In Willard v. People, 5 Ill. 461 (1843), the Court upheld the right of slave transit into Illinois in affirming the conviction of Willard for harboring an escaped slave. Later in the same term, the Court found similarly in Eells v. People, 5 Ill. 498 (1843). The Eells case was appealed to the U.S. Supreme Court, 55 U.S. 13 (1852), which affirmed Eells’s conviction for harboring a slave.

The Willard precedent and the issue of comity did not last long. In a circuit court case, two Illinois Supreme Court justices, while riding the circuit, heard the case In Re Jane, 5 West Law Journal 202 (1847), regarding a Kentucky slave family brought to Illinois to work seasonally on a Coles County farm. The slaves remained in Illinois for two years, escaped, and sued for their freedom with a writ of habeas corpus. The two justices found Jane and her family to be free because Illinois was a free state, and the Kentucky owner “forfeited all claim to their services” upon entry into Illinois. This was confirmed in Rodney v. Illinois Central Railroad, 19 Ill. 42 (1857), in which a Missouri slave owner sued the railroad for aiding the escape of a slave. The Court affirmed the lower court judgment for the railroad. Justice Onias Skinner held that the slave law of Missouri had no binding force in Illinois, disregarding the precedent set in Willard. He added that the Illinois Constitution prohibited slavery, therefore, “negroes within our jurisdiction are presumed to be free.”

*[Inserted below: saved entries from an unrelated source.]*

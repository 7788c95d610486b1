use std::fmt;

use crate::op::Op;

/// A decoded instruction with its operands.
#[derive(Debug, Clone, Copy, PartialEq)]
pub enum Instruction {
    Done,
    Nop,
    PushNil,
    PushInt { value: i32 },
    PushFloat { value: f64 },
    PushString { string: u16 },
    PushClosure { addr: u32 },
    PushTable,
    Dup,
    Pop,
    TablePut,
    TableGet,
    GlobalLoad { name: u16 },
    GlobalStore { name: u16 },
    LocalLoad { idx: u16 },
    LocalStore { idx: u16 },
    Call { argc: u8 },
    Ret0,
    Ret1,
    Jump { addr: u32 },
    JumpIfZero { addr: u32 },
    JumpIfNotZero { addr: u32 },
    Binary(BinaryOp),
    Neg,
    Not,
}

/// Two-operand instructions: `( lhs rhs -- result )`.
#[derive(Debug, Clone, Copy, PartialEq, Eq)]
pub enum BinaryOp {
    Add,
    Sub,
    Mul,
    Div,
    Mod,
    And,
    Or,
    Eq,
    Neq,
    Lt,
    Lte,
    Gt,
    Gte,
}

impl BinaryOp {
    pub const fn op(self) -> Op {
        match self {
            BinaryOp::Add => Op::Add,
            BinaryOp::Sub => Op::Sub,
            BinaryOp::Mul => Op::Mul,
            BinaryOp::Div => Op::Div,
            BinaryOp::Mod => Op::Mod,
            BinaryOp::And => Op::And,
            BinaryOp::Or => Op::Or,
            BinaryOp::Eq => Op::Eq,
            BinaryOp::Neq => Op::Neq,
            BinaryOp::Lt => Op::Lt,
            BinaryOp::Lte => Op::Lte,
            BinaryOp::Gt => Op::Gt,
            BinaryOp::Gte => Op::Gte,
        }
    }

    pub const fn from_op(op: Op) -> Option<Self> {
        Some(match op {
            Op::Add => BinaryOp::Add,
            Op::Sub => BinaryOp::Sub,
            Op::Mul => BinaryOp::Mul,
            Op::Div => BinaryOp::Div,
            Op::Mod => BinaryOp::Mod,
            Op::And => BinaryOp::And,
            Op::Or => BinaryOp::Or,
            Op::Eq => BinaryOp::Eq,
            Op::Neq => BinaryOp::Neq,
            Op::Lt => BinaryOp::Lt,
            Op::Lte => BinaryOp::Lte,
            Op::Gt => BinaryOp::Gt,
            Op::Gte => BinaryOp::Gte,
            _ => return None,
        })
    }
}

impl Instruction {
    pub const fn op(&self) -> Op {
        match self {
            Self::Done => Op::Done,
            Self::Nop => Op::Nop,
            Self::PushNil => Op::PushNil,
            Self::PushInt { .. } => Op::PushInt,
            Self::PushFloat { .. } => Op::PushFloat,
            Self::PushString { .. } => Op::PushString,
            Self::PushClosure { .. } => Op::PushClosure,
            Self::PushTable => Op::PushTable,
            Self::Dup => Op::Dup,
            Self::Pop => Op::Pop,
            Self::TablePut => Op::TablePut,
            Self::TableGet => Op::TableGet,
            Self::GlobalLoad { .. } => Op::GlobalLoad,
            Self::GlobalStore { .. } => Op::GlobalStore,
            Self::LocalLoad { .. } => Op::LocalLoad,
            Self::LocalStore { .. } => Op::LocalStore,
            Self::Call { .. } => Op::Call,
            Self::Ret0 => Op::Ret0,
            Self::Ret1 => Op::Ret1,
            Self::Jump { .. } => Op::Jump,
            Self::JumpIfZero { .. } => Op::JumpIfZero,
            Self::JumpIfNotZero { .. } => Op::JumpIfNotZero,
            Self::Binary(op) => op.op(),
            Self::Neg => Op::Neg,
            Self::Not => Op::Not,
        }
    }

    /// Encoded size, opcode byte included.
    pub const fn size(&self) -> usize {
        1 + self.op().operand_size()
    }
}

impl fmt::Display for Instruction {
    fn fmt(&self, f: &mut fmt::Formatter<'_>) -> fmt::Result {
        match self {
            Self::PushInt { value } => write!(f, "PushInt {value}"),
            Self::PushFloat { value } => write!(f, "PushFloat {value}"),
            Self::PushString { string } => write!(f, "PushString #{string}"),
            Self::PushClosure { addr } => write!(f, "PushClosure @{addr}"),
            Self::GlobalLoad { name } => write!(f, "GlobalLoad #{name}"),
            Self::GlobalStore { name } => write!(f, "GlobalStore #{name}"),
            Self::LocalLoad { idx } => write!(f, "LocalLoad l{idx}"),
            Self::LocalStore { idx } => write!(f, "LocalStore l{idx}"),
            Self::Call { argc } => write!(f, "Call {argc}"),
            Self::Jump { addr } => write!(f, "Jump @{addr}"),
            Self::JumpIfZero { addr } => write!(f, "JumpIfZero @{addr}"),
            Self::JumpIfNotZero { addr } => write!(f, "JumpIfNotZero @{addr}"),
            other => write!(f, "{:?}", other.op()),
        }
    }
}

While the Court mostly ruled for the freedom of African Americans who entered or already lived in Illinois, the white citizenry did not want African Americans to settle permanently in the state. Beginning with the first General Assembly, the state passed Black Codes to restrict African Americans from moving to Illinois. These Black Codes were prominent in many northern states that opposed slavery but also did not want African Americans to live nearby. In 1853, the Illinois legislature passed one of the harshest Black Codes that would result in a misdemeanor and fines for African Americans settling in the state. The act stated that it was adopted “for the protection of the inhabitants of the State against a class of persons supposed to be injurious to the community.” The Supreme Court upheld this law in Nelson v. People, 33 Ill. 393 (1864), relying both on the Eells case and that it was in the purview of the legislature to create the laws, and as long as this law was not passed improperly, the Court would sustain it.

The last slavery related case was Roundtree v. Baker, 52 Ill. 241 (1869), four years after the abolition of slavery. This was an estate case in which one of the promissory notes to be collected was an 1833 note made in Kentucky for the sale of a slave girl. The Illinois Supreme Court upheld the validity of the promissory note because it was legally made in Kentucky, a slave state at a time when slavery existed.

The Court’s historical record regarding African Americans in early Illinois statehood is mixed. Illinois courts progressively eliminated slavery and indentured servitude over the course of its first 40 years, but recognized slavery’s existence in other states and upheld negative public attitudes toward African Americans permanently settling in the state.

For deeper discussion of the cases, see Newton N. Newborn, “Judicial Making and the End of Slavery in Illinois,” Journal of the Illinois State Historical Society Vol. 98 (Spring-Summer 2005), pp. 7-33; for deeper discussion of African Americans in early Illinois and Black Codes, see James W. Hilliard, “’Freedom’ for African Americans in Antebellum Illinois,” Illinois Bar Journal Vol. 106 (August 2018), pp. 30-33, 48.